Odds are, if you know much anything about me, you know I’ve been a fan of Pratchett for years. If you follow me on goodreads you’ve seen me write reviews so gushy that they border on the inarticulate.

I didn’t know him. Honestly, I didn’t even know too much about him. I saw him speak once at a convention in Madison, and got to meet him very briefly. I wrote about it on the blog.

He goes on to talk about the exact impact Pratchett had on him, because of this quote from Pratchett in an interview about why he writes in “fantasy” only:

Pratchett:  Without a shadow of a doubt, the first fiction ever recounted was fantasy… Guys sitting around the campfire telling each other stories about the gods who made lightning, and stuff like that. They did not tell one another literary stories. They did not complain about difficulties of male menopause while being a junior lecturer on some midwestern college campus. Fantasy is without a shadow of a doubt the ur-literature, the spring from which all other literature has flown.

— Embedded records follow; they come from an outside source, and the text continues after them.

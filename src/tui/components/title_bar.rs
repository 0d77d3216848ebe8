//! # TitleBar Component
//!
//! Fixed nav bar at the top of the page.
//!
//! ```text
//!  MC   About  Expertise  Contact                      ◐ dark   42%
//! ━━━━━━━━━━━━━━━━━━━━━━━━━━━━───────────────────────────────────────
//! ```
//!
//! Row one: monogram (jumps home), nav items (the one whose section is on
//! screen is highlighted), theme and scroll percentage. Row two: the scroll
//! progress bar.
//!
//! Stateless: all data arrives as props. Mouse hit testing uses the same
//! column math as rendering via [`nav_items`].

use ratatui::Frame;
use ratatui::layout::{Constraint, Layout, Rect};
use ratatui::style::Modifier;
use ratatui::text::{Line, Span};
use ratatui::widgets::Paragraph;
use unicode_width::UnicodeWidthStr;

use crate::Theme;
use crate::core::state::SectionId;
use crate::tui::component::Component;
use crate::tui::theme::Palette;

const LEFT_PAD: u16 = 1;
const ITEM_GAP: u16 = 2;

pub struct TitleBar {
    pub monogram: String,
    pub active: SectionId,
    pub theme: Theme,
    /// Scroll progress, 0..=100.
    pub progress: u16,
    pub palette: Palette,
}

/// Clickable spans of the nav row as `(section, start_col, end_col)`,
/// end exclusive. The monogram is the first entry and maps to the hero.
pub fn nav_items(monogram: &str) -> Vec<(SectionId, u16, u16)> {
    let mut items = Vec::new();
    let mut x = LEFT_PAD;
    let w = monogram.width() as u16;
    items.push((SectionId::Hero, x, x + w));
    x += w + ITEM_GAP + 1;
    for section in SectionId::NAV {
        let w = section.label().width() as u16;
        items.push((section, x, x + w));
        x += w + ITEM_GAP;
    }
    items
}

/// Which nav target, if any, is at column `col` of the nav row.
pub fn nav_hit_test(col: u16, monogram: &str) -> Option<SectionId> {
    nav_items(monogram)
        .into_iter()
        .find(|(_, start, end)| col >= *start && col < *end)
        .map(|(section, _, _)| section)
}

impl TitleBar {
    fn nav_line(&self) -> Line<'static> {
        let p = &self.palette;
        let mut spans = Vec::new();
        let mut x = 0u16;
        for (section, start, end) in nav_items(&self.monogram) {
            if start > x {
                spans.push(Span::styled(" ".repeat(usize::from(start - x)), p.base()));
            }
            let (text, style) = if section == SectionId::Hero {
                (self.monogram.clone(), p.heading())
            } else if section == self.active {
                (section.label().to_string(), p.primary().add_modifier(Modifier::BOLD))
            } else {
                (section.label().to_string(), p.muted())
            };
            spans.push(Span::styled(text, style));
            x = end;
        }
        Line::from(spans)
    }

    fn progress_line(&self, width: u16) -> Line<'static> {
        let p = &self.palette;
        let width = usize::from(width);
        let filled = width * usize::from(self.progress.min(100)) / 100;
        Line::from(vec![
            Span::styled("━".repeat(filled), p.primary()),
            Span::styled("─".repeat(width - filled), p.border()),
        ])
    }
}

impl Component for TitleBar {
    fn render(&mut self, frame: &mut Frame, area: Rect) {
        let p = self.palette;
        let [nav_row, bar_row] =
            Layout::vertical([Constraint::Length(1), Constraint::Length(1)]).areas(area);

        let glyph = match self.theme {
            Theme::Dark => "◐",
            Theme::Light => "◑",
        };
        let right = Line::from(vec![
            Span::styled(format!("{glyph} {}", self.theme.label()), p.muted()),
            Span::styled(format!("  {:>3}% ", self.progress.min(100)), p.primary()),
        ]);
        let [left_area, right_area] = Layout::horizontal([
            Constraint::Min(0),
            Constraint::Length(right.width() as u16),
        ])
        .areas(nav_row);

        frame.render_widget(Paragraph::new(self.nav_line()).style(p.base()), left_area);
        frame.render_widget(Paragraph::new(right).style(p.base()), right_area);

        frame.render_widget(
            Paragraph::new(self.progress_line(bar_row.width)).style(p.base()),
            bar_row,
        );
    }
}
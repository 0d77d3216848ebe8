//! Folio library exports for testing

use clap::ValueEnum;
use serde::{Deserialize, Serialize};

pub mod core;
pub mod tui;

#[cfg(test)]
pub mod test_support;

#[derive(Clone, Copy, Debug, Default, PartialEq, Eq, ValueEnum, Deserialize, Serialize)]
#[serde(rename_all = "lowercase")]
pub enum Theme {
    #[default]
    Dark,
    Light,
}

impl Theme {
    pub fn toggled(self) -> Self {
        match self {
            Theme::Dark => Theme::Light,
            Theme::Light => Theme::Dark,
        }
    }

    pub fn label(self) -> &'static str {
        match self {
            Theme::Dark => "dark",
            Theme::Light => "light",
        }
    }

    /// Case-insensitive parse of "dark" / "light".
    pub fn parse(s: &str) -> Option<Self> {
        match s.trim().to_ascii_lowercase().as_str() {
            "dark" => Some(Theme::Dark),
            "light" => Some(Theme::Light),
            _ => None,
        }
    }
}
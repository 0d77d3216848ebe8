//! # UI Preferences
//!
//! The only state Folio remembers between runs: the chosen theme.
//! Stored as `~/.folio/prefs.json`, written with atomic rename
//! (write `.tmp`, then `rename()`) for crash safety.

use std::fs;
use std::io;
use std::path::{Path, PathBuf};

use log::{debug, warn};
use serde::{Deserialize, Serialize};

use crate::Theme;
use crate::core::config::folio_dir;

#[derive(Debug, Clone, Copy, Default, PartialEq, Eq, Deserialize, Serialize)]
pub struct Prefs {
    #[serde(default)]
    pub theme: Option<Theme>,
}

/// Returns `~/.folio/prefs.json`.
pub fn prefs_path() -> Option<PathBuf> {
    folio_dir().map(|d| d.join("prefs.json"))
}

/// Load prefs from `path`. Missing or unreadable files yield defaults.
pub fn load_prefs_from(path: &Path) -> Prefs {
    let json = match fs::read_to_string(path) {
        Ok(json) => json,
        Err(e) if e.kind() == io::ErrorKind::NotFound => return Prefs::default(),
        Err(e) => {
            warn!("Failed to read prefs {}: {}", path.display(), e);
            return Prefs::default();
        }
    };
    match serde_json::from_str(&json) {
        Ok(prefs) => prefs,
        Err(e) => {
            warn!("Ignoring malformed prefs {}: {}", path.display(), e);
            Prefs::default()
        }
    }
}

pub fn load_prefs() -> Prefs {
    prefs_path().map(|p| load_prefs_from(&p)).unwrap_or_default()
}

/// Atomically write `data` as JSON to `path` (via `.tmp` + rename).
fn atomic_write_json<T: Serialize>(path: &Path, data: &T) -> io::Result<()> {
    let tmp_path = path.with_extension("tmp");
    let json = serde_json::to_string_pretty(data)
        .map_err(|e| io::Error::new(io::ErrorKind::InvalidData, e))?;
    fs::write(&tmp_path, json)?;
    fs::rename(&tmp_path, path)?;
    Ok(())
}

pub fn save_prefs_to(path: &Path, prefs: &Prefs) -> io::Result<()> {
    if let Some(parent) = path.parent() {
        fs::create_dir_all(parent)?;
    }
    atomic_write_json(path, prefs)?;
    debug!("Saved prefs to {}", path.display());
    Ok(())
}

pub fn save_prefs(prefs: &Prefs) -> io::Result<()> {
    let path = prefs_path()
        .ok_or_else(|| io::Error::new(io::ErrorKind::NotFound, "no home directory"))?;
    save_prefs_to(&path, prefs)
}
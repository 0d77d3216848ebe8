//! # Footer Section
//!
//! A rule, then the owner's name on the left and role on the right.

use ratatui::text::{Line, Span};
use unicode_width::UnicodeWidthStr;

use super::SectionProps;

pub fn lines(props: &SectionProps<'_>) -> Vec<Line<'static>> {
    let p = props.palette;
    let content = &props.app.content;
    let width = usize::from(props.width);

    let used = content.name.width() + content.role.width();
    let gap = width.saturating_sub(used).max(3);

    vec![
        Line::from(Span::styled("─".repeat(width), p.border())),
        Line::from(vec![
            Span::styled(content.name.clone(), p.muted()),
            Span::styled(" ".repeat(gap), p.base()),
            Span::styled(content.role.clone(), p.muted()),
        ]),
    ]
}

This turns around Rothfuss’ view on his own work:

Even these days, people look down on fantasy. They think of it as kid stuff. They dismiss it as worthless. They say not real literature. People say that *NOW* despite the fact that Game of Thrones and The Hobbit and Avengers and Harry Potter are bigger than The Beatles.

Then I read that article, and it filled me with hope. With pride.

If there’s one thing I’ll say about this, it’s much the same connection – although I’m by no means a fantasy writer, or even a budding one as Rothfuss apparently was when reading the quote – that Fantasy is too easily looked down on as being somehow childish or escapist, when ultimately it is the fiction, the stories that have held through time for humanity. To escape into a world of fantasy is what we’ve done for millennia – and to look down on this is to deny the reality of where we came from.

So I’ll continue to read fantasy, without any pretensions to being more “mainstream”, because really, how would life be without worlds like Tolkien’s, or Jordan’s, or Martin’s to escape to, or wit like Pratchett’s to laugh at?

It’d be boring, that’s what.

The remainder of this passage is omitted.